Recently, I have been putting more time into building my voice-recognition software called alzo. It uses a SpeechRecognition library which allows modular selection of using a webapi or running a local STT model. STT models as an underlying statistical model, nowadays the state of the art being converting audio to a spectogram, converting spectogram to words, and “cleaning” it up with a Transformer model to generate an output.

The reason I brought my software up is to discuss how one would talk and classify agents in the current field of discourse. I, as many others agree that there is in some sense no one really knows what they mean when they use the term “agent” in a discussion, or rather because there are so many different understandings, using the term isn’t all that helpful. Even before when people were caring about the distinctions between “Artificial Iintelligence”, “Machine Learning”, and “Deep Learning”. The other reason being that I’m thinking of integrating Langchain to see if there is any benefit too it.

Agents vs Models

The distinction I’m willing to commit to between Machine/Deep Learning and AI is a functional distinction. Machine and Deep Learning are thoought of as modelling, you would interact with them by calling some pred(X) function provided by a model library whether that be linear regression or a neural network. Of course what distinguishes machine and deep learning is if the model is a neural network or a “traditional” stats model. Agents in this sense utilizing a model, but doing something extra based on the outputs, whether that is running tools or re-prompting.

Agentic Frameworks

The question I have then is what it means for some AI company to deploy “Agents” rather than models? From my understanding, things like “Skills” or “Tools” are fed into a LLM as part of its context. If the output were to contain a “Tool call”, which is some special formatting for the software to parse and call code, then that is what enables “Agentic” behaviour. So the initial context passed into the LLM is essentially prompting it to “think” about what tools or skills it would need to execute. The software then runs the tool and then prompts an LLM again to then actually generate a response¹.
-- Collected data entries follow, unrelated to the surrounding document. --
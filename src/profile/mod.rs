//! Full-profile pipeline: runs every classifier whose inputs are present.
//!
//! An [`Assessment`] carries the raw answers from all four phases.  The
//! foundation phase is mandatory; the later phases are filled in as the user
//! progresses and each one lights up its section of the
//! [`PersonalityProfile`].
//!
//! ```text
//! Assessment ──► ProfileEngine::assess ──► PersonalityProfile
//!                  │ catalog (read-only)      primary
//!                  │ narratives (seam)        wing?    arrows?
//!                  │                          state?   subtype?
//! ```

pub mod cache;

use std::sync::Arc;

use md5::{Digest, Md5};
use serde::{Deserialize, Serialize};

use crate::catalog::ContentCatalog;
use crate::classify::{
    analyze_state_impact_with, classify_arrows_with, classify_primary_type_with,
    classify_subtype_stack_with, classify_wing_with, ArrowCalculation, ClassifyError,
    PersonalityTypeCalculation, StateAnalysis, StateDistribution, SubtypeStack,
    TokenDistribution, WingCalculation,
};
use crate::model::TypeId;
use crate::narrative::{NarrativeSource, PlaceholderNarratives};

pub use cache::ProfileCache;

// ============================================================================
// Input
// ============================================================================

/// Palette picks and time split for the operating-state phase.
#[derive(Debug, Clone, Copy, PartialEq, Eq, Hash, Serialize, Deserialize)]
#[serde(rename_all = "camelCase")]
pub struct StateInput {
    pub indices: [usize; 2],
    pub distribution: StateDistribution,
}

/// Raw answers from the four assessment phases.
#[derive(Debug, Clone, Default, PartialEq, Eq, Hash, Serialize, Deserialize)]
#[serde(rename_all = "camelCase")]
pub struct Assessment {
    /// Nine forced-choice selections, each 0–2.
    pub foundation: Vec<i64>,
    /// `[wing, arrow pair, growth focus, response pattern]`.
    #[serde(default)]
    pub blocks: Vec<Option<i64>>,
    #[serde(default)]
    pub states: Option<StateInput>,
    #[serde(default)]
    pub tokens: Option<TokenDistribution>,
}

impl Assessment {
    /// Assessment with only the foundation phase answered.
    pub fn new(foundation: Vec<i64>) -> Self {
        Self {
            foundation,
            ..Self::default()
        }
    }

    pub fn with_blocks(mut self, blocks: Vec<Option<i64>>) -> Self {
        self.blocks = blocks;
        self
    }

    pub fn with_states(mut self, indices: [usize; 2], distribution: StateDistribution) -> Self {
        self.states = Some(StateInput {
            indices,
            distribution,
        });
        self
    }

    pub fn with_tokens(mut self, tokens: TokenDistribution) -> Self {
        self.tokens = Some(tokens);
        self
    }

    /// Fingerprint of the answers (MD5 hex), stable across runs.
    pub fn key(&self) -> String {
        let foundation: Vec<String> = self.foundation.iter().map(i64::to_string).collect();
        let blocks: Vec<String> = self
            .blocks
            .iter()
            .map(|b| b.map(|v| v.to_string()).unwrap_or_else(|| "-".to_string()))
            .collect();
        let states = self
            .states
            .map(|s| {
                format!(
                    "{},{}:{},{}",
                    s.indices[0],
                    s.indices[1],
                    s.distribution.primary_percentage,
                    s.distribution.secondary_percentage
                )
            })
            .unwrap_or_else(|| "-".to_string());
        let tokens = self
            .tokens
            .map(|t| format!("{},{},{}", t.self_preservation, t.one_to_one, t.social))
            .unwrap_or_else(|| "-".to_string());

        let source = format!(
            "{}|{}|{}|{}",
            foundation.join(","),
            blocks.join(","),
            states,
            tokens
        );
        let mut hasher = Md5::new();
        hasher.update(source.as_bytes());
        format!("{:x}", hasher.finalize())
    }
}

// ============================================================================
// Output
// ============================================================================

/// Every classifier's result for one assessment.
#[derive(Debug, Clone, PartialEq, Serialize, Deserialize)]
#[serde(rename_all = "camelCase")]
pub struct PersonalityProfile {
    pub primary: PersonalityTypeCalculation,
    pub wing: Option<WingCalculation>,
    pub arrows: Option<ArrowCalculation>,
    pub state: Option<StateAnalysis>,
    pub subtype: Option<SubtypeStack>,
}

impl PersonalityProfile {
    /// Primary type of the profile.
    pub fn primary_type(&self) -> TypeId {
        self.primary.primary_type
    }

    /// Number of sections ready to show, 1–5.
    pub fn completed_sections(&self) -> usize {
        1 + usize::from(self.wing.is_some())
            + usize::from(self.arrows.is_some())
            + usize::from(self.state.is_some())
            + usize::from(self.subtype.is_some())
    }

    /// True when every section is ready.
    pub fn is_complete(&self) -> bool {
        self.completed_sections() == 5
    }
}

// ============================================================================
// Engine
// ============================================================================

/// Runs the classifiers against one catalog and narrative source.
///
/// Cheap to clone; both collaborators are shared.
#[derive(Clone)]
pub struct ProfileEngine {
    catalog: Arc<ContentCatalog>,
    narratives: Arc<dyn NarrativeSource>,
}

impl Default for ProfileEngine {
    fn default() -> Self {
        Self {
            catalog: ContentCatalog::shared(),
            narratives: Arc::new(PlaceholderNarratives),
        }
    }
}

impl std::fmt::Debug for ProfileEngine {
    fn fmt(&self, f: &mut std::fmt::Formatter<'_>) -> std::fmt::Result {
        f.debug_struct("ProfileEngine")
            .field("catalog_version", &self.catalog.version)
            .finish()
    }
}

impl ProfileEngine {
    /// Engine over a caller-supplied catalog with placeholder narratives.
    pub fn new(catalog: ContentCatalog) -> Self {
        Self {
            catalog: Arc::new(catalog),
            narratives: Arc::new(PlaceholderNarratives),
        }
    }

    /// Replace the narrative source.
    pub fn with_narratives(mut self, narratives: impl NarrativeSource + 'static) -> Self {
        self.narratives = Arc::new(narratives);
        self
    }

    /// The catalog this engine classifies against.
    pub fn catalog(&self) -> &ContentCatalog {
        &self.catalog
    }

    pub fn classify_primary_type(
        &self,
        selections: &[i64],
    ) -> Result<PersonalityTypeCalculation, ClassifyError> {
        classify_primary_type_with(&self.catalog, selections)
    }

    pub fn classify_wing(
        &self,
        primary: Option<TypeId>,
        blocks: &[Option<i64>],
    ) -> Option<WingCalculation> {
        classify_wing_with(&self.catalog, self.narratives.as_ref(), primary, blocks)
    }

    pub fn classify_arrows(
        &self,
        primary: Option<TypeId>,
        blocks: &[Option<i64>],
    ) -> Option<ArrowCalculation> {
        classify_arrows_with(&self.catalog, self.narratives.as_ref(), primary, blocks)
    }

    pub fn analyze_state_impact(
        &self,
        indices: [usize; 2],
        distribution: StateDistribution,
        primary: Option<TypeId>,
    ) -> Option<StateAnalysis> {
        analyze_state_impact_with(
            &self.catalog,
            self.narratives.as_ref(),
            indices,
            distribution,
            primary,
        )
    }

    pub fn classify_subtype_stack(
        &self,
        distribution: TokenDistribution,
        primary: Option<TypeId>,
    ) -> Option<SubtypeStack> {
        classify_subtype_stack_with(self.narratives.as_ref(), distribution, primary)
    }

    /// Classify the foundation phase, then every later phase that has input.
    ///
    /// Fails only when the foundation selections are malformed.
    pub fn assess(&self, assessment: &Assessment) -> Result<PersonalityProfile, ClassifyError> {
        let primary = self.classify_primary_type(&assessment.foundation)?;
        let ty = Some(primary.primary_type);

        let wing = self.classify_wing(ty, &assessment.blocks);
        let arrows = self.classify_arrows(ty, &assessment.blocks);
        let state = assessment
            .states
            .and_then(|s| self.analyze_state_impact(s.indices, s.distribution, ty));
        let subtype = assessment
            .tokens
            .and_then(|t| self.classify_subtype_stack(t, ty));

        let profile = PersonalityProfile {
            primary,
            wing,
            arrows,
            state,
            subtype,
        };
        log::debug!(
            "Assessed type {} with {}/5 sections ready",
            profile.primary_type(),
            profile.completed_sections()
        );
        Ok(profile)
    }
}

// ============================================================================
// Tests
// ============================================================================

#[cfg(test)]
mod tests {
    use super::*;
    use crate::model::{StackType, WingStrength};
    use crate::narrative::SilentNarratives;

    const TYPE_FIVE: [i64; 9] = [0, 2, 1, 2, 0, 1, 0, 1, 1];

    fn full_assessment() -> Assessment {
        Assessment::new(TYPE_FIVE.to_vec())
            .with_blocks(vec![Some(4), Some(0), Some(1), Some(1)])
            .with_states([1, 2], StateDistribution::new(80, 20))
            .with_tokens(TokenDistribution::new(6, 1, 3))
    }

    #[test]
    fn test_foundation_only() {
        let engine = ProfileEngine::default();
        let profile = engine.assess(&Assessment::new(TYPE_FIVE.to_vec())).unwrap();
        assert_eq!(profile.primary_type().get(), 5);
        assert!(profile.wing.is_none(), "no blocks supplied");
        assert!(profile.arrows.is_none());
        assert!(profile.state.is_none());
        assert!(profile.subtype.is_none());
        assert_eq!(profile.completed_sections(), 1);
    }

    #[test]
    fn test_full_assessment() {
        let engine = ProfileEngine::default();
        let profile = engine.assess(&full_assessment()).unwrap();
        assert!(profile.is_complete());

        let wing = profile.wing.as_ref().unwrap();
        assert_eq!(wing.primary_wing, "5w4");
        assert_eq!(wing.wing_strength, WingStrength::Strong);

        let arrows = profile.arrows.as_ref().unwrap();
        assert_eq!(arrows.integration_type.get(), 8);
        assert_eq!(arrows.disintegration_type.get(), 7);

        let state = profile.state.as_ref().unwrap();
        assert_eq!(state.overall_activation, 66);
        assert!(state.blended_description.contains("dominant"));

        let subtype = profile.subtype.as_ref().unwrap();
        assert_eq!(subtype.stack_type, StackType::Dominant);
        assert!(subtype.stack_description.contains("Type 5"));
    }

    #[test]
    fn test_invalid_later_phases_are_not_ready() {
        let engine = ProfileEngine::default();
        let assessment = Assessment::new(TYPE_FIVE.to_vec())
            .with_blocks(vec![Some(4)])
            .with_states([1, 1], StateDistribution::new(50, 50))
            .with_tokens(TokenDistribution::new(3, 3, 3));
        let profile = engine.assess(&assessment).unwrap();
        assert_eq!(profile.completed_sections(), 1);
    }

    #[test]
    fn test_malformed_foundation_is_an_error() {
        let engine = ProfileEngine::default();
        let err = engine.assess(&Assessment::new(vec![0, 1])).unwrap_err();
        assert!(matches!(err, ClassifyError::WrongLength { actual: 2, .. }));
    }

    #[test]
    fn test_silent_narratives() {
        let engine = ProfileEngine::default().with_narratives(SilentNarratives);
        let profile = engine.assess(&full_assessment()).unwrap();
        assert!(profile.wing.unwrap().description.is_none());
        assert!(profile.arrows.unwrap().description.is_none());
        assert_eq!(profile.state.unwrap().insights.len(), 5);
    }

    #[test]
    fn test_engine_matches_free_functions() {
        let engine = ProfileEngine::default();
        let profile = engine.assess(&full_assessment()).unwrap();
        let direct = crate::classify::classify_primary_type(&TYPE_FIVE).unwrap();
        assert_eq!(profile.primary, direct);
    }

    #[test]
    fn test_custom_catalog() {
        let mut catalog = ContentCatalog::builtin().clone();
        catalog.version = "test".to_string();
        catalog.states[1].name = "Steady".to_string();
        let engine = ProfileEngine::new(catalog);
        assert_eq!(engine.catalog().version, "test");
        let profile = engine.assess(&full_assessment()).unwrap();
        assert_eq!(profile.state.unwrap().primary_state, "Steady");
    }

    #[test]
    fn test_key_is_stable_and_sensitive() {
        let a = full_assessment();
        assert_eq!(a.key(), full_assessment().key());
        assert_eq!(a.key().len(), 32);
        let b = full_assessment().with_tokens(TokenDistribution::new(5, 2, 3));
        assert_ne!(a.key(), b.key());
        let c = Assessment::new(TYPE_FIVE.to_vec());
        assert_ne!(a.key(), c.key());
    }

    #[test]
    fn test_assessment_json_roundtrip() {
        let json = r#"{
            "foundation": [0, 2, 1, 2, 0, 1, 0, 1, 1],
            "blocks": [4, null, 1, 0],
            "states": {"indices": [0, 3], "distribution": {"primaryPercentage": 60, "secondaryPercentage": 40}},
            "tokens": {"self": 2, "oneToOne": 5, "social": 3}
        }"#;
        let assessment: Assessment = serde_json::from_str(json).unwrap();
        assert_eq!(assessment.blocks, vec![Some(4), None, Some(1), Some(0)]);
        assert_eq!(assessment.tokens.unwrap().one_to_one, 5);

        let profile = ProfileEngine::default().assess(&assessment).unwrap();
        let out = serde_json::to_value(&profile).unwrap();
        assert_eq!(out["primary"]["primaryType"], "5");
        assert_eq!(out["wing"]["primaryWing"], "5w4");
        assert_eq!(out["arrows"]["integrationStrength"], "less_developed");
        assert_eq!(out["subtype"]["primary"], "oneToOne");
    }

    #[test]
    fn test_minimal_json_defaults_later_phases() {
        let assessment: Assessment =
            serde_json::from_str(r#"{"foundation": [1, 1, 1, 1, 1, 1, 1, 1, 1]}"#).unwrap();
        assert!(assessment.blocks.is_empty());
        assert!(assessment.states.is_none());
        let profile = ProfileEngine::default().assess(&assessment).unwrap();
        assert_eq!(profile.completed_sections(), 1);
    }
}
Reflecting on how you would go about implementing an agentic framework, it seems relatively simple. You associate the string representation i.e. the function name with the function pointer and when the parser recognizes the format it can search through the tool names to find the correct function. In an interpreted language it might be easier as functions themselves automatically contain metadata about it’s name.

An interesting thought being they would have had to train the models to know how to use tools right? ↩